Robustness Checks using #SmartPLS4 - Linearity - Endogeneity

TL;DR

Linearity in SmartPLS4 can be tested by adding quadratic effects for all paths and running bootstrapping; insignificant quadratic effects support the linearity assumption.

Briefing Cornell Notes

Briefing

Structural equation modeling in SmartPLS relies on assumptions that can quietly break results—so robustness checks matter before interpreting paths. One key assumption is linearity: relationships between constructs should behave linearly rather than curving. In SmartPLS4, linearity is tested by adding quadratic effects for each path and running bootstrapping (recommended 5,000–10,000, using a two-tailed bias-corrected approach). When the quadratic terms show no significant p-values—and the path coefficients confirm all quadratic effects are insignificant—the model’s linearity assumption is treated as satisfied.

The next robustness step targets endogeneity, a problem where predictors correlate with error terms, distorting causal interpretation. The workflow uses the GoFian copula approach (implemented as “goian copula” in the interface). The procedure starts with single relationships: each path is tested for endogeneity, then results are copied out (e.g., into Excel) for tracking. A crucial pattern emerges: some individual paths can be significant for endogeneity while others are not. In the example, one relationship pair (from “commitment to leadership” and “leadership to reliability” are mentioned as the kinds of paths being combined) produces significant endogeneity when tested alone, but when the model tests different combinations, some pairs remain problematic while others show no endogeneity. The method scales up by testing combinations of two, then three, then four relationships—essentially checking whether endogeneity appears only in isolated paths or persists across sets.
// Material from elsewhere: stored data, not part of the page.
//! `parapet-server`: the brokerage API with CSRF protection.
//!
//! Configuration comes from an optional TOML/JSON file, `.env`, and
//! `PARAPET_*` environment variables, in that order of precedence (lowest
//! first). Command line flags override all of them.

use clap::Parser;
use parapet::config::Settings;
use parapet::core::logging::LogConfig;
use parapet::session::{MemorySessionStore, SessionSweeper};
use parapet::{AppSettings, ServerError, build_app};
use std::path::PathBuf;
use std::process::ExitCode;
use std::sync::Arc;
use tokio::net::TcpListener;
use tracing::{error, info};

#[derive(Parser)]
#[command(name = "parapet-server")]
#[command(version)]
#[command(about = "Brokerage API server with stateless CSRF protection")]
struct Cli {
    /// Configuration file (.toml or .json)
    #[arg(short, long, env = "PARAPET_CONFIG")]
    config: Option<PathBuf>,

    /// Port to listen on, overriding PARAPET_PORT
    #[arg(short, long)]
    port: Option<u16>,

    /// Address to bind, overriding PARAPET_HOST
    #[arg(long)]
    host: Option<String>,
}

async fn run(cli: Cli) -> Result<(), ServerError> {
    let mut settings = Settings::load(cli.config.as_deref())?;
    if let Some(port) = cli.port {
        settings.set("port", port.to_string());
    }
    if let Some(host) = cli.host {
        settings.set("host", host);
    }

    let config = AppSettings::from_settings(&settings)?;
    let store = Arc::new(MemorySessionStore::new(config.session.default_ttl));
    let app = build_app(config.csrf.clone(), config.session.clone(), store.clone())?;

    let listener = TcpListener::bind(config.server.addr())
        .await
        .map_err(parapet::core::Error::from)?;
    info!(
        environment = %config.server.environment,
        csrf_max_age_secs = config.csrf.max_age.as_secs(),
        csrf_rotation = config.csrf.rotate_after_verify,
        exempt_paths = ?config.csrf.exempt_paths,
        session_cleanup_secs = config.session.cleanup_interval.as_secs(),
        "Starting parapet-server"
    );

    let sweeper = SessionSweeper::spawn(store, config.session.cleanup_interval);
    let served = app
        .serve(listener, async {
            if tokio::signal::ctrl_c().await.is_err() {
                error!("Failed to listen for shutdown signal");
                std::future::pending::<()>().await;
            }
        })
        .await;
    sweeper.stop().await;
    served?;

    info!("Server stopped");
    Ok(())
}

#[tokio::main]
async fn main() -> ExitCode {
    let cli = Cli::parse();

    if let Err(err) = LogConfig::from_env().init() {
        eprintln!("{}", err);
    }

    match run(cli).await {
        Ok(()) => ExitCode::SUCCESS,
        Err(err) => {
            error!(error = %err, "Server failed");
            ExitCode::FAILURE
        }
    }
}
//! Contact and inquiry forms accepted by the brokerage API.
//!
//! Bodies are parsed as JSON and checked field by field; every failing field
//! is reported at once in a 400 response.

use once_cell::sync::Lazy;
use parapet_core::{Error, HttpRequest, HttpResponse};
use regex::Regex;
use serde::de::DeserializeOwned;
use serde::{Deserialize, Serialize};
use std::fmt;

static EMAIL_REGEX: Lazy<Regex> = Lazy::new(|| {
    Regex::new(r"^[a-zA-Z0-9.!#$%&'*+/=?^_`{|}~-]+@[a-zA-Z0-9](?:[a-zA-Z0-9-]{0,61}[a-zA-Z0-9])?(?:\.[a-zA-Z0-9](?:[a-zA-Z0-9-]{0,61}[a-zA-Z0-9])?)+$")
        .expect("valid email pattern")
});

static PHONE_REGEX: Lazy<Regex> =
    Lazy::new(|| Regex::new(r"^\+?[0-9 ().-]{7,20}$").expect("valid phone pattern"));

const MAX_NAME: usize = 100;
const MAX_MESSAGE: usize = 5000;

/// A single field that failed validation
#[derive(Debug, Clone, PartialEq, Eq, Serialize)]
pub struct FieldError {
    pub field: String,
    pub message: String,
    pub constraint: String,
}

impl FieldError {
    pub fn new(
        field: impl Into<String>,
        message: impl Into<String>,
        constraint: impl Into<String>,
    ) -> Self {
        Self {
            field: field.into(),
            message: message.into(),
            constraint: constraint.into(),
        }
    }
}

impl fmt::Display for FieldError {
    fn fmt(&self, f: &mut fmt::Formatter<'_>) -> fmt::Result {
        write!(f, "{}: {}", self.field, self.message)
    }
}

/// Implemented by request bodies that check themselves after parsing.
pub trait Validate {
    fn validate(&self) -> Result<(), Vec<FieldError>>;
}

/// Collects field errors for one form.
#[derive(Default)]
struct Checks {
    errors: Vec<FieldError>,
}

impl Checks {
    fn not_empty(&mut self, value: &str, field: &str) -> &mut Self {
        if value.trim().is_empty() {
            self.errors.push(FieldError::new(
                field,
                format!("{} should not be empty", field),
                "notEmpty",
            ));
        }
        self
    }

    fn max_len(&mut self, value: &str, max: usize, field: &str) -> &mut Self {
        if value.chars().count() > max {
            self.errors.push(FieldError::new(
                field,
                format!("{} must be at most {} characters", field, max),
                "maxLength",
            ));
        }
        self
    }

    fn email(&mut self, value: &str, field: &str) -> &mut Self {
        if !EMAIL_REGEX.is_match(value) {
            self.errors.push(FieldError::new(
                field,
                format!("{} must be a valid email", field),
                "isEmail",
            ));
        }
        self
    }

    fn phone(&mut self, value: Option<&str>, field: &str) -> &mut Self {
        if let Some(value) = value
            && !PHONE_REGEX.is_match(value)
        {
            self.errors.push(FieldError::new(
                field,
                format!("{} must be a valid phone number", field),
                "isPhone",
            ));
        }
        self
    }

    fn finish(&mut self) -> Result<(), Vec<FieldError>> {
        if self.errors.is_empty() {
            Ok(())
        } else {
            Err(std::mem::take(&mut self.errors))
        }
    }
}

/// `POST /api/contact`
#[derive(Debug, Clone, Deserialize, Serialize)]
#[serde(rename_all = "camelCase")]
pub struct ContactForm {
    pub name: String,
    pub email: String,
    #[serde(default)]
    pub phone: Option<String>,
    pub message: String,
}

impl Validate for ContactForm {
    fn validate(&self) -> Result<(), Vec<FieldError>> {
        Checks::default()
            .not_empty(&self.name, "name")
            .max_len(&self.name, MAX_NAME, "name")
            .email(&self.email, "email")
            .phone(self.phone.as_deref(), "phone")
            .not_empty(&self.message, "message")
            .max_len(&self.message, MAX_MESSAGE, "message")
            .finish()
    }
}

/// What an inquiry is about.
#[derive(Debug, Clone, Copy, PartialEq, Eq, Deserialize, Serialize)]
#[serde(rename_all = "lowercase")]
pub enum InquiryKind {
    Buy,
    Sell,
    Rent,
    Valuation,
}

/// `POST /api/inquiry`
#[derive(Debug, Clone, Deserialize, Serialize)]
#[serde(rename_all = "camelCase")]
pub struct InquiryForm {
    pub name: String,
    pub email: String,
    #[serde(default)]
    pub phone: Option<String>,
    pub kind: InquiryKind,
    /// Listing the inquiry refers to, if any
    #[serde(default)]
    pub property_id: Option<String>,
    #[serde(default)]
    pub message: Option<String>,
}

impl Validate for InquiryForm {
    fn validate(&self) -> Result<(), Vec<FieldError>> {
        let mut checks = Checks::default();
        checks
            .not_empty(&self.name, "name")
            .max_len(&self.name, MAX_NAME, "name")
            .email(&self.email, "email")
            .phone(self.phone.as_deref(), "phone");
        if let Some(property_id) = &self.property_id {
            checks.not_empty(property_id, "propertyId");
        }
        if let Some(message) = &self.message {
            checks.max_len(message, MAX_MESSAGE, "message");
        }
        checks.finish()
    }
}

/// Outcome of parsing a form body.
pub enum Parsed<T> {
    Valid(T),
    /// Ready-made 400 response listing every failing field
    Invalid(HttpResponse),
}

/// Parse a JSON body and validate it.
///
/// Malformed JSON is an [`Error::BadRequest`]; well-formed bodies that fail
/// validation come back as [`Parsed::Invalid`].
pub fn parse_form<T>(req: &HttpRequest) -> Result<Parsed<T>, Error>
where
    T: DeserializeOwned + Validate,
{
    let form: T = serde_json::from_slice(&req.body)
        .map_err(|e| Error::BadRequest(format!("Invalid JSON: {}", e)))?;

    match form.validate() {
        Ok(()) => Ok(Parsed::Valid(form)),
        Err(errors) => Ok(Parsed::Invalid(error_response(&errors)?)),
    }
}

/// 400 `{ error: "validation_failed", message, errors: [...] }`
pub fn error_response(errors: &[FieldError]) -> Result<HttpResponse, Error> {
    let message = errors
        .iter()
        .map(ToString::to_string)
        .collect::<Vec<_>>()
        .join("; ");
    HttpResponse::bad_request().with_json(&serde_json::json!({
        "error": "validation_failed",
        "message": message,
        "errors": errors,
    }))
}
//! Client-side cookie storage.

use cookie::Cookie;
use parking_lot::Mutex;
use tracing::trace;

/// Holds cookies between requests the way a browser would for one origin.
///
/// Path, domain and expiry attributes are not tracked; every stored cookie
/// is sent with every request.
#[derive(Debug, Default)]
pub struct CookieJar {
    inner: Mutex<cookie::CookieJar>,
}

impl CookieJar {
    pub fn new() -> Self {
        Self::default()
    }

    /// Apply one `Set-Cookie` value. Returns the stored cookie, or `None`
    /// when the header deleted the cookie or could not be parsed.
    pub fn store(&self, set_cookie: &str) -> Option<Cookie<'static>> {
        let cookie = Cookie::parse(set_cookie.to_string()).ok()?;
        let deleted = cookie.value().is_empty()
            || cookie
                .max_age()
                .is_some_and(|age| age <= cookie::time::Duration::ZERO);

        let mut jar = self.inner.lock();
        if deleted {
            trace!(cookie = cookie.name(), "Cookie removed");
            jar.remove(Cookie::new(cookie.name().to_string(), ""));
            return None;
        }

        trace!(cookie = cookie.name(), "Cookie stored");
        let stored = Cookie::new(cookie.name().to_string(), cookie.value().to_string());
        jar.add(stored.clone());
        Some(stored)
    }

    pub fn get(&self, name: &str) -> Option<String> {
        self.inner.lock().get(name).map(|c| c.value().to_string())
    }

    pub fn remove(&self, name: &str) {
        self.inner.lock().remove(Cookie::new(name.to_string(), ""));
    }

    /// `Cookie` request header value, or `None` when empty.
    pub fn header_value(&self) -> Option<String> {
        let jar = self.inner.lock();
        let pairs: Vec<String> = jar
            .iter()
            .map(|c| format!("{}={}", c.name(), c.value()))
            .collect();
        (!pairs.is_empty()).then(|| pairs.join("; "))
    }

    pub fn is_empty(&self) -> bool {
        self.inner.lock().iter().next().is_none()
    }
}

#[cfg(test)]
mod tests {
    use super::*;

    #[test]
    fn test_store_and_header() {
        let jar = CookieJar::new();
        jar.store("sid=abc; Path=/; HttpOnly; SameSite=Lax");
        jar.store("csrf-token=t1; Path=/; SameSite=Strict; Max-Age=3600");

        assert_eq!(jar.get("sid").as_deref(), Some("abc"));
        let header = jar.header_value().unwrap();
        assert!(header.contains("sid=abc"));
        assert!(header.contains("csrf-token=t1"));
    }

    #[test]
    fn test_overwrite_and_delete() {
        let jar = CookieJar::new();
        jar.store("csrf-token=t1");
        jar.store("csrf-token=t2");
        assert_eq!(jar.get("csrf-token").as_deref(), Some("t2"));

        assert!(jar.store("csrf-token=; Max-Age=0").is_none());
        assert_eq!(jar.get("csrf-token"), None);
        assert!(jar.is_empty());
        assert_eq!(jar.header_value(), None);
    }

    #[test]
    fn test_remove() {
        let jar = CookieJar::new();
        jar.store("a=1");
        jar.store("b=2");
        jar.remove("a");
        assert_eq!(jar.header_value().as_deref(), Some("b=2"));
    }

    #[test]
    fn test_garbage_is_ignored() {
        let jar = CookieJar::new();
        assert!(jar.store("no-equals-sign").is_none());
        assert!(jar.is_empty());
    }
}
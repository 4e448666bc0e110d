// Session middleware

use crate::config::SessionConfig;
use crate::handle::SessionHandle;
use crate::session::Session;
use crate::store::SessionStore;
use async_trait::async_trait;
use cookie::time::Duration as CookieDuration;
use parapet_core::{Cookie, Error, HttpRequest, HttpResponse, Middleware, Next};
use std::sync::Arc;
use tracing::{debug, warn};

/// Loads the session named by the session cookie (starting one when absent
/// or unknown), exposes it as a [`SessionHandle`] extension, and saves it
/// after the rest of the chain runs.
///
/// A session started by this request is only persisted when the response is
/// not an error, so rejected or failing requests leave nothing in the store.
pub struct SessionMiddleware<S: SessionStore> {
    store: Arc<S>,
    config: SessionConfig,
}

impl<S: SessionStore> SessionMiddleware<S> {
    pub fn new(store: Arc<S>, config: SessionConfig) -> Self {
        Self { store, config }
    }

    pub fn store(&self) -> &Arc<S> {
        &self.store
    }

    async fn load(&self, req: &HttpRequest) -> Result<SessionHandle, Error> {
        if let Some(id) = req.cookie(&self.config.cookie_name)
            && let Some(mut session) = self.store.get(&id).await?
        {
            session.touch();
            return Ok(SessionHandle::new(session, false));
        }

        Ok(SessionHandle::new(
            Session::generate(self.config.effective_ttl(None)),
            true,
        ))
    }

    fn cookie(&self, value: String) -> Cookie<'static> {
        Cookie::build((self.config.cookie_name.clone(), value))
            .path(self.config.path.clone())
            .http_only(self.config.http_only)
            .secure(self.config.secure)
            .same_site(self.config.same_site)
            .build()
    }
}

#[async_trait]
impl<S: SessionStore + 'static> Middleware for SessionMiddleware<S> {
    async fn handle(&self, mut req: HttpRequest, next: Next) -> Result<HttpResponse, Error> {
        let handle = self.load(&req).await?;
        req.extensions.insert(handle.clone());

        let mut response = next(req).await?;

        if handle.is_destroyed() {
            let id = handle.id();
            self.store.delete(&id).await?;
            let mut expired = self.cookie(String::new());
            expired.set_max_age(CookieDuration::ZERO);
            response.add_cookie(&expired);
            debug!(session_id = %id, "Session destroyed");
            return Ok(response);
        }

        if handle.is_new() && response.status >= 400 {
            debug!(status = response.status, "Discarding session started by a failed request");
            return Ok(response);
        }

        if let Err(err) = self.store.save(&handle.snapshot()).await {
            warn!(error = %err, "Failed to save session");
            return Err(err.into());
        }

        if handle.is_new() {
            let mut cookie = self.cookie(handle.id());
            cookie.set_max_age(CookieDuration::seconds(
                self.config.default_ttl.as_secs() as i64,
            ));
            response.add_cookie(&cookie);
        }

        Ok(response)
    }
}
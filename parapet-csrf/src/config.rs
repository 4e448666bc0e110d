use crate::error::{CsrfError, Result};
use cookie::time::Duration as CookieDuration;
use parapet_config::{ConfigValidator, Settings, Validate};
use parapet_core::{Cookie, HttpMethod, SameSite};
use std::time::Duration;
use tracing::warn;

/// Minimum signing secret length in bytes.
pub const MIN_SECRET_LEN: usize = 32;

/// CSRF protection configuration
#[derive(Clone)]
pub struct CsrfConfig {
    /// HMAC signing secret (at least [`MIN_SECRET_LEN`] bytes)
    pub secret: Vec<u8>,

    /// Maximum token age
    pub max_age: Duration,

    /// Cookie carrying the token to the browser
    pub cookie_name: String,

    /// Request header checked first
    pub header_name: String,

    /// Body fields checked after the header, in order
    pub field_names: Vec<String>,

    /// Query parameter checked last
    pub query_param: String,

    /// Exact paths, or prefixes ending in `*`, that skip verification
    pub exempt_paths: Vec<String>,

    pub cookie_domain: Option<String>,
    pub cookie_path: String,
    pub cookie_secure: bool,
    /// Off so page scripts can read the token
    pub cookie_http_only: bool,
    pub cookie_same_site: SameSite,

    /// Mint a new token after every successful verification
    pub rotate_after_verify: bool,

    /// Methods that are never verified
    pub safe_methods: Vec<HttpMethod>,
}

impl std::fmt::Debug for CsrfConfig {
    fn fmt(&self, f: &mut std::fmt::Formatter<'_>) -> std::fmt::Result {
        f.debug_struct("CsrfConfig")
            .field("secret", &"<redacted>")
            .field("max_age", &self.max_age)
            .field("cookie_name", &self.cookie_name)
            .field("header_name", &self.header_name)
            .field("field_names", &self.field_names)
            .field("query_param", &self.query_param)
            .field("exempt_paths", &self.exempt_paths)
            .field("cookie_secure", &self.cookie_secure)
            .field("cookie_same_site", &self.cookie_same_site)
            .field("rotate_after_verify", &self.rotate_after_verify)
            .finish_non_exhaustive()
    }
}

impl CsrfConfig {
    /// Create a configuration with the default names and policy.
    pub fn new(secret: impl Into<Vec<u8>>) -> Result<Self> {
        let secret = secret.into();
        if secret.len() < MIN_SECRET_LEN {
            return Err(CsrfError::WeakSecret {
                min: MIN_SECRET_LEN,
                actual: secret.len(),
            });
        }

        Ok(Self {
            secret,
            max_age: Duration::from_secs(3600),
            cookie_name: "csrf-token".to_string(),
            header_name: "x-csrf-token".to_string(),
            field_names: vec!["_csrf".to_string(), "csrfToken".to_string()],
            query_param: "_csrf".to_string(),
            exempt_paths: Vec::new(),
            cookie_domain: None,
            cookie_path: "/".to_string(),
            cookie_secure: false,
            cookie_http_only: false,
            cookie_same_site: SameSite::Strict,
            rotate_after_verify: false,
            safe_methods: vec![
                HttpMethod::GET,
                HttpMethod::HEAD,
                HttpMethod::OPTIONS,
                HttpMethod::TRACE,
            ],
        })
    }

    /// Generate a random secret
    pub fn generate_secret() -> Vec<u8> {
        use rand::Rng;
        let mut rng = rand::thread_rng();
        (0..MIN_SECRET_LEN).map(|_| rng.r#gen()).collect()
    }

    /// Build from the `PARAPET_*` process environment.
    pub fn from_env() -> Result<Self> {
        Self::from_settings(&Settings::from_env())
    }

    /// Build from loaded settings.
    ///
    /// Keys: `env`, `csrf_secret`, `csrf_max_age` (seconds), `csrf_rotate`,
    /// `csrf_exempt` (comma separated), `csrf_same_site`.
    ///
    /// Without `csrf_secret` a production environment is an error; any other
    /// environment gets a per-process secret.
    pub fn from_settings(settings: &Settings) -> Result<Self> {
        let environment = settings.environment()?;

        let mut config = match settings.get("csrf_secret") {
            Some(secret) => Self::new(secret.as_bytes().to_vec())?,
            None if environment.is_production() => return Err(CsrfError::MissingSecret),
            None => {
                warn!(
                    environment = %environment,
                    "PARAPET_CSRF_SECRET not set, using a generated secret; tokens will not survive a restart"
                );
                Self::new(Self::generate_secret())?
            }
        };

        config.cookie_secure = environment.is_production();

        if let Some(seconds) = settings.get_parsed::<u64>("csrf_max_age")? {
            config.max_age = Duration::from_secs(seconds);
        }
        if let Some(rotate) = settings.get_bool("csrf_rotate")? {
            config.rotate_after_verify = rotate;
        }
        if let Some(paths) = settings.get_list("csrf_exempt") {
            config.exempt_paths = paths;
        }
        if let Some(same_site) = settings.get("csrf_same_site") {
            config.cookie_same_site = parse_same_site(same_site)?;
        }

        config.validate()?;
        Ok(config)
    }

    pub fn with_max_age(mut self, max_age: Duration) -> Self {
        self.max_age = max_age;
        self
    }

    pub fn with_cookie_name(mut self, name: impl Into<String>) -> Self {
        self.cookie_name = name.into();
        self
    }

    pub fn with_header_name(mut self, name: impl Into<String>) -> Self {
        self.header_name = name.into().to_lowercase();
        self
    }

    pub fn with_field_names(mut self, names: Vec<String>) -> Self {
        self.field_names = names;
        self
    }

    pub fn with_query_param(mut self, name: impl Into<String>) -> Self {
        self.query_param = name.into();
        self
    }

    pub fn with_exempt_paths(mut self, paths: Vec<String>) -> Self {
        self.exempt_paths = paths;
        self
    }

    pub fn with_cookie_domain(mut self, domain: impl Into<String>) -> Self {
        self.cookie_domain = Some(domain.into());
        self
    }

    pub fn with_cookie_secure(mut self, secure: bool) -> Self {
        self.cookie_secure = secure;
        self
    }

    pub fn with_cookie_same_site(mut self, same_site: SameSite) -> Self {
        self.cookie_same_site = same_site;
        self
    }

    pub fn with_rotation(mut self, rotate: bool) -> Self {
        self.rotate_after_verify = rotate;
        self
    }

    pub fn is_safe_method(&self, method: &str) -> bool {
        HttpMethod::from_str(method).is_some_and(|m| self.safe_methods.contains(&m))
    }

    /// First exempt pattern matching `path`, in list order.
    pub fn exempt_match(&self, path: &str) -> Option<&str> {
        self.exempt_paths
            .iter()
            .map(String::as_str)
            .find(|pattern| path_matches(pattern, path))
    }

    pub fn is_exempt(&self, path: &str) -> bool {
        self.exempt_match(path).is_some()
    }

    /// `Set-Cookie` carrying `token`.
    pub fn token_cookie(&self, token: &str) -> Cookie<'static> {
        let mut cookie = self.base_cookie(token.to_string());
        cookie.set_max_age(CookieDuration::seconds(self.max_age.as_secs() as i64));
        cookie
    }

    /// `Set-Cookie` that deletes the token cookie.
    pub fn expire_cookie(&self) -> Cookie<'static> {
        let mut cookie = self.base_cookie(String::new());
        cookie.set_max_age(CookieDuration::ZERO);
        cookie
    }

    fn base_cookie(&self, value: String) -> Cookie<'static> {
        let mut cookie = Cookie::build((self.cookie_name.clone(), value))
            .path(self.cookie_path.clone())
            .secure(self.cookie_secure)
            .http_only(self.cookie_http_only)
            .same_site(self.cookie_same_site)
            .build();
        if let Some(domain) = &self.cookie_domain {
            cookie.set_domain(domain.clone());
        }
        cookie
    }
}

impl Validate for CsrfConfig {
    fn validate(&self) -> parapet_config::Result<()> {
        ConfigValidator::min_len(&self.secret, MIN_SECRET_LEN, "csrf secret")?;
        ConfigValidator::in_range(self.max_age.as_secs(), 1, 7 * 86400, "csrf max age")?;
        ConfigValidator::not_empty(&self.cookie_name, "csrf cookie name")?;
        ConfigValidator::not_empty(&self.header_name, "csrf header name")
    }
}

/// Exact match, or prefix match for patterns ending in `*`.
///
/// `/api/webhooks/*` matches `/api/webhooks`, `/api/webhooks/` and anything
/// below it, but not `/api/webhooksx`.
pub fn path_matches(pattern: &str, path: &str) -> bool {
    match pattern.strip_suffix('*') {
        Some(prefix) => {
            let base = prefix.trim_end_matches('/');
            path == base || path.starts_with(prefix)
        }
        None => pattern == path,
    }
}

fn parse_same_site(value: &str) -> Result<SameSite> {
    match value.trim().to_lowercase().as_str() {
        "strict" => Ok(SameSite::Strict),
        "lax" => Ok(SameSite::Lax),
        "none" => Ok(SameSite::None),
        other => Err(CsrfError::Config(format!(
            "csrf_same_site must be strict, lax or none (got '{}')",
            other
        ))),
    }
}
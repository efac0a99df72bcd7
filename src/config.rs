//! Service configuration
//!
//! Every option can come from a flag or an environment variable (which a
//! `.env` file may populate before parsing).

use crate::db::StoreOptions;
use chrono::Duration;
use clap::Parser;
use std::path::PathBuf;

/// Development-only signing secret; startup warns when it is in use.
pub const DEV_JWT_SECRET: &str = "dev-secret-change-in-production-minimum-32-characters";

/// Upper bound on the token lifetime: one year
pub const MAX_TOKEN_TTL_MINUTES: i64 = 525_600;

/// Hospital staff records API server
#[derive(Parser, Debug, Clone)]
#[command(name = "clinic")]
#[command(about = "Hospital staff records API with role-based access")]
pub struct Config {
    /// Address to bind the HTTP server to
    #[arg(long, env = "CLINIC_BIND_ADDR", default_value = "0.0.0.0:3000")]
    pub bind: String,

    /// SQLite database file; relative paths resolve against the crate directory
    #[arg(long, env = "CLINIC_DB_PATH", default_value = "hospital.db")]
    pub db_path: String,

    /// HMAC secret used to sign access tokens
    #[arg(long, env = "JWT_SECRET", default_value = DEV_JWT_SECRET, hide_env_values = true)]
    pub jwt_secret: String,

    /// Access token lifetime in minutes (1 minute up to one year)
    #[arg(
        long,
        env = "JWT_TTL_MINUTES",
        default_value = "15",
        value_parser = clap::value_parser!(i64).range(1..=MAX_TOKEN_TTL_MINUTES)
    )]
    pub token_ttl_minutes: i64,

    /// Reject patients/treatments/assignments that reference missing rows
    #[arg(
        long,
        env = "CLINIC_ENFORCE_FOREIGN_KEYS",
        action = clap::ArgAction::Set,
        default_value_t = false
    )]
    pub enforce_foreign_keys: bool,
}

impl Config {
    pub fn resolved_db_path(&self) -> String {
        resolve_data_path(&self.db_path)
    }

    pub fn token_ttl(&self) -> Duration {
        Duration::minutes(self.token_ttl_minutes)
    }

    pub fn store_options(&self) -> StoreOptions {
        StoreOptions {
            enforce_foreign_keys: self.enforce_foreign_keys,
        }
    }

    pub fn uses_dev_secret(&self) -> bool {
        self.jwt_secret == DEV_JWT_SECRET
    }
}

fn resolve_data_path(raw: &str) -> String {
    let p = PathBuf::from(raw);
    if p.is_absolute() || raw == ":memory:" {
        return raw.to_string();
    }

    // Treat relative paths as relative to the crate directory, not the caller's cwd.
    PathBuf::from(env!("CARGO_MANIFEST_DIR"))
        .join(p)
        .to_string_lossy()
        .to_string()
}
After endogeneity checks, the robustness process moves to heterogeneity—specifically unobserved heterogeneity, where distinct subgroups in the data imply meaningfully different parameter estimates. If subgroup effects cancel out when estimating on the full sample, overall results can become misleading. SmartPLS addresses this using the FIX (finite mixture segmentation) approach. The key practical question is how many segments to test. The transcript uses a rule-of-thumb sample size of at least 85 per segment, based on a medium effect size (.15) and 80% power. With a total sample around 341, that implies testing roughly four segments (1–4).

For each candidate segmentation (1, 2, 3, and 4 segments), model selection criteria are collected—AIC3, CAIC, AIC4, BIC, and MDL5—along with entropy. The example ends with an ambiguous picture: AIC3 and CAIC point to different segment counts (AIC3 favoring four segments while CAIC favors two). AIC4 and BIC also favor two segments, and MDL5 points inconsistently (in the example, MDL5 favors one segment). Because the criteria do not unambiguously converge on a single segmentation solution, the analysis avoids further segmentation and instead treats the full dataset as a single group. That decision is used to conclude there is no clear evidence of unobserved heterogeneity affecting the results.

Cornell Notes

The robustness workflow in SmartPLS4 checks three assumptions before trusting structural model results: linearity, endogeneity, and unobserved heterogeneity. Linearity is tested by adding quadratic effects to each path and bootstrapping; insignificant quadratic terms indicate relationships are adequately linear. Endogeneity is assessed with a GoFian copula procedure, first for single paths and then for combinations of paths (two, three, four), with significant p-values signaling endogeneity issues that may require remediation. Unobserved heterogeneity is examined using FIX finite mixture segmentation, testing 1–4 segments based on a minimum sample size per segment (85) tied to medium effect size (.15) and 80% power. When fit indices disagree on the segment count, the approach defaults to analyzing the full dataset without segmentation.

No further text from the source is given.